Friedrich Hayek est un philosophe et économiste autrichien, prix Nobel d’économie en 1974, émigré au Royaume-Uni puis aux USA, où il enseigne et influence nombre de domaines des sciences humaines.
§1. L'on reproche souvent à [ma conception de la société] et à son ordre de marché de manquer d'une échelle d'importance convenue quant aux fins[1] à poursuivre. Mais c'est précisément là son grand mérite, c'est ce qui rend possibles la liberté personnelle et toutes les valeurs qui s'y rattachent. [Dans la société telle que je la conçois] les hommes peuvent vivre ensemble pacifiquement et pour le plus grand avantage de chacun, sans qu'il leur faille se mettre d'accord sur les objectifs qu'ils poursuivent indépendamment les uns des autres.

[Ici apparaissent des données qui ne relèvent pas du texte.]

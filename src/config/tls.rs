//! TLS configuration for connections to the backend.

use std::path::PathBuf;

/// Certificate verification settings for the REST transport.
///
/// By default the system root certificates are used and server certificates
/// are verified. A backend with a private CA can be trusted by pointing
/// `ca_cert_file` at a PEM bundle (or passing the PEM text directly).
///
/// ## Example: Private CA
///
/// ```rust
/// use sensu_go::TlsConfig;
///
/// let config = TlsConfig::builder()
///     .ca_cert_file("/etc/sensu/tls/ca.pem")
///     .build();
/// assert!(config.has_custom_ca());
/// ```
///
/// ## Example: Self-signed development backend
///
/// ```rust
/// use sensu_go::TlsConfig;
///
/// let config = TlsConfig::insecure();
/// assert!(!config.verifies_certificates());
/// ```
#[derive(Debug, Clone, Default, bon::Builder)]
pub struct TlsConfig {
    /// Path to a PEM CA bundle used to verify the backend certificate.
    #[builder(into)]
    pub ca_cert_file: Option<PathBuf>,

    /// PEM CA certificate data.
    #[builder(into)]
    pub ca_cert_pem: Option<String>,

    /// Whether to skip certificate verification.
    ///
    /// **WARNING**: This is insecure and should only be used against
    /// development backends with self-signed certificates.
    #[builder(default = false)]
    pub skip_verification: bool,
}

impl TlsConfig {
    /// Creates a config that accepts any server certificate.
    pub fn insecure() -> Self {
        Self::builder().skip_verification(true).build()
    }

    /// Returns `true` if a custom CA is configured.
    pub fn has_custom_ca(&self) -> bool {
        self.ca_cert_file.is_some() || self.ca_cert_pem.is_some()
    }

    /// Returns `true` unless verification has been switched off.
    pub fn verifies_certificates(&self) -> bool {
        !self.skip_verification
    }
}
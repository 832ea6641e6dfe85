//! `User-Agent` header sent with every backend request.

use std::sync::OnceLock;

const CLIENT_NAME: &str = "sensu-go-rust";

static USER_AGENT: OnceLock<String> = OnceLock::new();

/// Returns the `User-Agent` value, e.g.
/// `sensu-go-rust/0.3.0 (rust/1.92; linux/x86_64)`.
///
/// Built on first use and cached.
pub(crate) fn user_agent() -> &'static str {
    USER_AGENT.get_or_init(|| {
        format!(
            "{}/{} (rust/{}; {})",
            CLIENT_NAME,
            env!("CARGO_PKG_VERSION"),
            env!("CARGO_PKG_RUST_VERSION"),
            platform(),
        )
    })
}

/// `<os>/<arch>`, with `macos` reported as `darwin`.
fn platform() -> String {
    let os = match std::env::consts::OS {
        "macos" => "darwin",
        os => os,
    };
    format!("{}/{}", os, std::env::consts::ARCH)
}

§2. En substituant des règles abstraites de conduite[2] à des fins concrètes obligatoires, l'on découvrit que cela rendait possible l'extension d'un ordre pacifique au-delà des petits groupes poursuivant les mêmes objectifs, parce que cela permettait à chaque individu de profiter des talents et des connaissances des autres, sans même les connaître et quelle que soit la diversité de leurs buts, indépendants du sien. Le pas décisif qui rendit possible une telle collaboration pacifique en l'absence de buts communs fut le recours au troc ou à l'échange. C'était simplement reconnaître (…) que souvent chacun des deux individus obtiendrait un avantage s'il recevait ce que l'autre possédait, moyennant qu'il donne à l'autre ce dont cet autre avait besoin. Tout ce qu'il fallait pour que cela fût réalisable, c'était que soient reconnues des règles déterminant ce qui appartenait à chacun, et la façon dont cette propriété pourrait être transférée par consentement mutuel. Les parties n'avaient nul besoin de se mettre d'accord sur les objectifs que chacun avait en vue en décidant cette transaction.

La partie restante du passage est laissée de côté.